DistilBERT, a distilled version of BERT: smaller, faster, cheaper and lighter (1910.01108v4)

Published 2 Oct 2019 in cs.CL

Abstract: As Transfer Learning from large-scale pre-trained models becomes more prevalent in NLP, operating these large models in on-the-edge and/or under constrained computational training or inference budgets remains challenging. In this work, we propose a method to pre-train a smaller general-purpose language representation model, called DistilBERT, which can then be fine-tuned with good performances on a wide range of tasks like its larger counterparts. While most prior work investigated the use of distillation for building task-specific models, we leverage knowledge distillation during the pre-training phase and show that it is possible to reduce the size of a BERT model by 40%, while retaining 97% of its language understanding capabilities and being 60% faster. To leverage the inductive biases learned by larger models during pre-training, we introduce a triple loss combining LLMing, distillation and cosine-distance losses. Our smaller, faster and lighter model is cheaper to pre-train and we demonstrate its capabilities for on-device computations in a proof-of-concept experiment and a comparative on-device study.

PDF Abstract

DistilBERT: A Distilled Version of BERT with Superior Efficiency

In the evolving landscape of NLP, large-scale pre-trained models have become an indispensable tool, enhancing performance across a wide array of tasks. However, the computational demands and environmental costs of these models present significant challenges, particularly when aiming for efficient on-device computations. The paper "DistilBERT, a distilled version of BERT: smaller, faster, cheaper, and lighter" by Victor Sanh, Lysandre Debut, Julien Chaumond, and Thomas Wolf addresses these issues by introducing a smaller and more efficient version of BERT, named DistilBERT.

Pre-training with Knowledge Distillation

Traditionally, knowledge distillation has been employed for building task-specific models. In contrast, this work leverages distillation during the pre-training phase to create a general-purpose language representation model. By employing a triple loss function that combines LLMing, distillation, and cosine-distance losses, the authors have demonstrated a reduction in model size by 40% while retaining 97% of BERT's language understanding capabilities. This results in a model that is 60% faster at inference time.

Methodology

Model Architecture and Training

DistilBERT maintains the general architecture of BERT but with several modifications aimed at reducing computational complexity while maximizing efficiency:

The number of layers is halved.
Token-type embeddings and the pooler are removed.
Optimal initialization is achieved by selecting one layer out of two from the teacher model (BERT).

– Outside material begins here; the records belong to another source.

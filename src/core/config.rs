//! Flow definitions from YAML

use crate::core::{
    error::DefinitionError,
    flow::{Flow, FlowUri, RunMode},
    stage::StageKind,
    status::Status,
};
use std::collections::HashSet;
use std::path::Path;

/// Load a flow definition file and seed it for a run in `mode`
pub fn load_flow_file<P: AsRef<Path>>(path: P, mode: RunMode) -> Result<Flow, DefinitionError> {
    let path = path.as_ref();
    let content = std::fs::read_to_string(path).map_err(|source| DefinitionError::Io {
        path: path.to_path_buf(),
        source,
    })?;

    let mut flow = parse_flow(&content)?;
    flow.run_mode = mode;
    flow.number = Some(1);
    flow.status = Status::Pending;
    Ok(flow)
}

/// Parse and validate a flow definition from a YAML string
pub fn parse_flow(yaml: &str) -> Result<Flow, DefinitionError> {
    let flow: Flow = serde_yaml::from_str(yaml)?;
    validate_flow(&flow)?;
    Ok(flow)
}

/// Validate a flow definition
pub fn validate_flow(flow: &Flow) -> Result<(), DefinitionError> {
    FlowUri::parse(&flow.uri)?;

    let mut seen_names = HashSet::new();
    let last = flow.stages.len().saturating_sub(1);

    for (i, stage) in flow.stages.iter().enumerate() {
        if stage.name.is_empty() {
            return Err(DefinitionError::Invalid(format!("stage {} has no name", i)));
        }
        if !seen_names.insert(stage.name.as_str()) {
            return Err(DefinitionError::Invalid(format!(
                "duplicate stage name: {}",
                stage.name
            )));
        }

        match stage.kind {
            StageKind::Start if i != 0 => {
                return Err(DefinitionError::Invalid(format!(
                    "start stage '{}' must be the first stage",
                    stage.name
                )));
            }
            StageKind::End if i != last => {
                return Err(DefinitionError::Invalid(format!(
                    "end stage '{}' must be the last stage",
                    stage.name
                )));
            }
            StageKind::Normal if stage.sequencing.is_none() => {
                return Err(DefinitionError::Invalid(format!(
                    "normal stage '{}' has no sequencing mode",
                    stage.name
                )));
            }
            _ => {}
        }

        if stage.kind != StageKind::Normal && !stage.actions.is_empty() {
            return Err(DefinitionError::Invalid(format!(
                "{} stage '{}' cannot declare actions",
                stage.kind, stage.name
            )));
        }

        for action in &stage.actions {
            if action.name.is_empty() {
                return Err(DefinitionError::Invalid(format!(
                    "stage '{}' has an action with no name",
                    stage.name
                )));
            }
            for (j, job) in action.jobs.iter().enumerate() {
                if job.kind.is_empty() || job.endpoint.is_empty() {
                    return Err(DefinitionError::Invalid(format!(
                        "job {} of action '{}' needs both a type and an endpoint",
                        j, action.name
                    )));
                }
            }
        }
    }

    Ok(())
}
use crate::{Block, BlockKind, ColorGrid, Quad};

impl Block {
    /// Full-resolution snapshot, 2^(max_depth - level) cells per side. Cell
    /// placement depends only on quadrant order, never on absolute
    /// coordinates, so an unpositioned tree flattens the same as a placed one.
    pub fn flatten(&self) -> ColorGrid {
        let edge = 1usize << (self.max_depth - self.level);
        match &self.kind {
            BlockKind::Leaf(color) => ColorGrid::filled(edge, *color),
            BlockKind::Split(children) => {
                ColorGrid::merge(Quad::as_ref(children).map(Block::flatten))
            }
        }
    }
}
use crate::{Block, BlockKind, Color, Pos};

pub const FRAME_STROKE: i32 = 3;
pub const HIGHLIGHT_STROKE: i32 = 5;

/// one rectangle for the renderer; stroke 0 is a fill, anything else an outline
#[derive(Clone, Copy, PartialEq, Eq, Debug)]
pub struct Drawable {
    pub color: Color,
    pub pos: Pos,
    pub size: i32,
    pub stroke: i32,
}

impl Block {
    /// A fill plus a frame rectangle for every leaf, in one flat list. Leaf
    /// order is unspecified.
    pub fn drawables(&self) -> Vec<Drawable> {
        let mut out = Vec::new();
        self.push_drawables(&mut out);
        out
    }

    fn push_drawables(&self, out: &mut Vec<Drawable>) {
        match &self.kind {
            BlockKind::Leaf(color) => {
                out.push(Drawable {
                    color: *color,
                    pos: self.pos,
                    size: self.size,
                    stroke: 0,
                });
                out.push(Drawable {
                    color: Color::FRAME,
                    pos: self.pos,
                    size: self.size,
                    stroke: FRAME_STROKE,
                });
            }
            BlockKind::Split(children) => {
                for child in children.iter() {
                    child.push_drawables(out);
                }
            }
        }
    }

    /// the outline the renderer layers over the selected block
    pub fn highlight_frame(&self) -> Drawable {
        Drawable {
            color: Color::HIGHLIGHT,
            pos: self.pos,
            size: self.size,
            stroke: HIGHLIGHT_STROKE,
        }
    }
}
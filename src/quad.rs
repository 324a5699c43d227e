//! Quadrant names and the four-slot container the tree hangs children on

use std::iter::FusedIterator;
use std::ops::{Index, IndexMut};

/// The canonical ur/ul/ll/lr ordering. Child indexing, iteration, reflection,
/// and rotation all go through it.
#[derive(Clone, Copy, PartialEq, Eq, Hash, Debug)]
pub enum Quadrant {
    UR,
    UL,
    LL,
    LR,
}

impl Quadrant {
    pub fn is_upper(self) -> bool {
        matches!(self, Quadrant::UR | Quadrant::UL)
    }

    pub fn is_left(self) -> bool {
        matches!(self, Quadrant::UL | Quadrant::LL)
    }

    /// which quadrant of a grid split at `half` holds cell (row, col)
    pub fn from_cell(row: usize, col: usize, half: usize) -> Self {
        if row < half {
            if col < half {
                Quadrant::UL
            } else {
                Quadrant::UR
            }
        } else {
            if col < half {
                Quadrant::LL
            } else {
                Quadrant::LR
            }
        }
    }

    pub fn iter_all() -> impl Iterator<Item = Quadrant> {
        QuadrantIter::new()
    }
}

struct QuadrantIter {
    next: Option<Quadrant>,
}

impl QuadrantIter {
    fn new() -> Self {
        QuadrantIter {
            next: Some(Quadrant::UR),
        }
    }
}

impl Iterator for QuadrantIter {
    type Item = Quadrant;
    fn next(&mut self) -> Option<Self::Item> {
        let curr = self.next;
        self.next = match curr {
            Some(Quadrant::UR) => Some(Quadrant::UL),
            Some(Quadrant::UL) => Some(Quadrant::LL),
            Some(Quadrant::LL) => Some(Quadrant::LR),
            _ => None,
        };
        curr
    }
    fn size_hint(&self) -> (usize, Option<usize>) {
        let size = self.len();
        (size, Some(size))
    }
}

impl FusedIterator for QuadrantIter {}

impl ExactSizeIterator for QuadrantIter {
    fn len(&self) -> usize {
        match self.next {
            Some(Quadrant::UR) => 4,
            Some(Quadrant::UL) => 3,
            Some(Quadrant::LL) => 2,
            Some(Quadrant::LR) => 1,
            None => 0,
        }
    }
}

/// four values addressed by quadrant; field order is the canonical child order
#[derive(Clone, Copy, PartialEq, Eq, Hash, Debug)]
pub struct Quad<T> {
    pub ur: T,
    pub ul: T,
    pub ll: T,
    pub lr: T,
}

impl<T> Quad<T> {
    pub fn as_ref(&self) -> Quad<&T> {
        Quad {
            ur: &self.ur,
            ul: &self.ul,
            ll: &self.ll,
            lr: &self.lr,
        }
    }

    pub fn iter(&self) -> impl Iterator<Item = &T> {
        self.as_ref().into_iter()
    }

    pub fn iter_mut(&mut self) -> impl Iterator<Item = &mut T> {
        [&mut self.ur, &mut self.ul, &mut self.ll, &mut self.lr].into_iter()
    }

    pub fn map<U>(self, mut f: impl FnMut(T) -> U) -> Quad<U> {
        Quad {
            ur: f(self.ur),
            ul: f(self.ul),
            ll: f(self.ll),
            lr: f(self.lr),
        }
    }
}

impl<T> IntoIterator for Quad<T> {
    type Item = T;
    type IntoIter = std::array::IntoIter<T, 4>;
    fn into_iter(self) -> Self::IntoIter {
        [self.ur, self.ul, self.ll, self.lr].into_iter()
    }
}

impl<'a, T> IntoIterator for &'a Quad<T> {
    type Item = &'a T;
    type IntoIter = std::array::IntoIter<&'a T, 4>;
    fn into_iter(self) -> Self::IntoIter {
        [&self.ur, &self.ul, &self.ll, &self.lr].into_iter()
    }
}

impl<T> Index<Quadrant> for Quad<T> {
    type Output = T;
    fn index(&self, quadrant: Quadrant) -> &T {
        match quadrant {
            Quadrant::UR => &self.ur,
            Quadrant::UL => &self.ul,
            Quadrant::LL => &self.ll,
            Quadrant::LR => &self.lr,
        }
    }
}

impl<T> IndexMut<Quadrant> for Quad<T> {
    fn index_mut(&mut self, quadrant: Quadrant) -> &mut T {
        match quadrant {
            Quadrant::UR => &mut self.ur,
            Quadrant::UL => &mut self.ul,
            Quadrant::LL => &mut self.ll,
            Quadrant::LR => &mut self.lr,
        }
    }
}

#[cfg(test)]
mod test {
    use super::{Quad, Quadrant};

    #[test]
    fn iteration_order_is_child_order() {
        let quad = Quad {
            ur: 'a',
            ul: 'b',
            ll: 'c',
            lr: 'd',
        };
        assert_eq!(quad.iter().copied().collect::<Vec<_>>(), ['a', 'b', 'c', 'd']);
        assert_eq!(quad.into_iter().collect::<Vec<_>>(), ['a', 'b', 'c', 'd']);
        let quadrants: Vec<_> = Quadrant::iter_all().collect();
        assert_eq!(
            quadrants,
            [Quadrant::UR, Quadrant::UL, Quadrant::LL, Quadrant::LR]
        );
    }

    #[test]
    fn index_matches_fields() {
        let mut quad = Quad {
            ur: 1,
            ul: 2,
            ll: 3,
            lr: 4,
        };
        for (i, q) in Quadrant::iter_all().enumerate() {
            assert_eq!(quad[q], i + 1, "i={i}");
        }
        quad[Quadrant::LL] = 30;
        assert_eq!(quad.ll, 30);
    }

    #[test]
    fn map_keeps_slots() {
        let quad = Quad {
            ur: 1,
            ul: 2,
            ll: 3,
            lr: 4,
        };
        let doubled = quad.map(|n| n * 2);
        assert_eq!(
            doubled,
            Quad {
                ur: 2,
                ul: 4,
                ll: 6,
                lr: 8,
            }
        );
    }

    #[test]
    fn cell_classification() {
        assert_eq!(Quadrant::from_cell(0, 0, 2), Quadrant::UL);
        assert_eq!(Quadrant::from_cell(1, 1, 2), Quadrant::UL);
        assert_eq!(Quadrant::from_cell(0, 2, 2), Quadrant::UR);
        assert_eq!(Quadrant::from_cell(2, 1, 2), Quadrant::LL);
        assert_eq!(Quadrant::from_cell(3, 3, 2), Quadrant::LR);
    }
}
use crate::{Block, BlockError, Pos, Quadrant};

impl Block {
    /// Assigns this node's square and cascades halved squares into each child
    /// quadrant, ur right of ul, ll below ul, lr diagonal. Sizes that cannot
    /// halve cleanly all the way down to `max_depth` are rejected before
    /// anything is written.
    pub fn update_size_and_position(&mut self, size: i32, x: i32, y: i32) -> Result<(), BlockError> {
        if size < 0 || !valid_size(size, self.level, self.max_depth) {
            return Err(BlockError::InvalidSize {
                size,
                level: self.level,
                max_depth: self.max_depth,
            });
        }
        self.set_geometry(size, Pos { x, y });
        Ok(())
    }

    /// assignment half of the update; callers guarantee the size halves cleanly
    pub(crate) fn set_geometry(&mut self, size: i32, pos: Pos) {
        self.size = size;
        self.pos = pos;
        if let Some(children) = self.children_mut() {
            let half = size / 2;
            for quadrant in Quadrant::iter_all() {
                children[quadrant].set_geometry(half, pos + Pos::quadrant_offset(quadrant, half));
            }
        }
    }
}

fn valid_size(size: i32, level: u8, max_depth: u8) -> bool {
    if level == max_depth {
        true
    } else {
        size % 2 == 0 && valid_size(size / 2, level + 1, max_depth)
    }
}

The training of DistilBERT was conducted on a concatenation of English Wikipedia and Toronto Book Corpus, using 8 16GB V100 GPUs over approximately 90 hours. This is notably more efficient compared to other models, such as RoBERTa, which required substantial computational resources.

Distillation Process

The distillation process involves training a student model to replicate the behavior of a larger teacher model. The training objective combines:

Cross-Entropy Loss ( $L_{ce}$ ): Distillation loss over the teacher's soft target probabilities.
Masked LLMing Loss ( $L_{mlm}$ ): Standard loss used in BERT's pre-training.
Cosine Embedding Loss ( $L_{cos}$ ): Aligns the directions of the student and teacher hidden state vectors.

Experimental Results

The efficacy of DistilBERT was evaluated on the General Language Understanding Evaluation (GLUE) benchmark, comprising nine diverse NLP tasks. The results demonstrate that DistilBERT consistently matches or surpasses the ELMo baseline and retains 97% of BERT's performance despite a substantial reduction in parameters (Table 1).

Further evaluations on downstream tasks like IMDb sentiment classification and SQuAD v1.1 show that DistilBERT achieves comparable performance to BERT with significantly reduced inference time and computational requirements (Tables 2 and 3). Additional distillation steps during fine-tuning further enhance DistilBERT's performance close to BERT's capabilities.

Ablation Study

A comprehensive ablation paper indicates that each component of the triple loss substantially contributes to the model's performance. Notably, removing the cosine-distance loss and the masked LLMing loss reduces the GLUE macro-score appreciably, underscoring the importance of these components in the distillation process (Table 4).

Implications and Future Work

The introduction of DistilBERT has significant implications for both practical applications and future research:

On-device Computation: The efficient architecture of DistilBERT makes it suitable for edge applications, including mobile devices, as demonstrated by comparative inference speed and model size evaluations.
Environmental Impact: The reduced computational requirements of DistilBERT align with growing concerns about the environmental cost of large-scale model training.

Future research may explore further optimizations and applications of distillation techniques, considering other architectures and diverse NLP tasks. Additionally, integrating techniques like pruning and quantization with distillation may yield even more efficient models.

In conclusion, DistilBERT presents a compelling solution to the trade-offs between model size, performance, and efficiency, marking a significant step towards more sustainable and accessible NLP technologies. This work not only broadens the accessibility of advanced LLMs but also sets a precedent for future research in model compression and efficient training methodologies.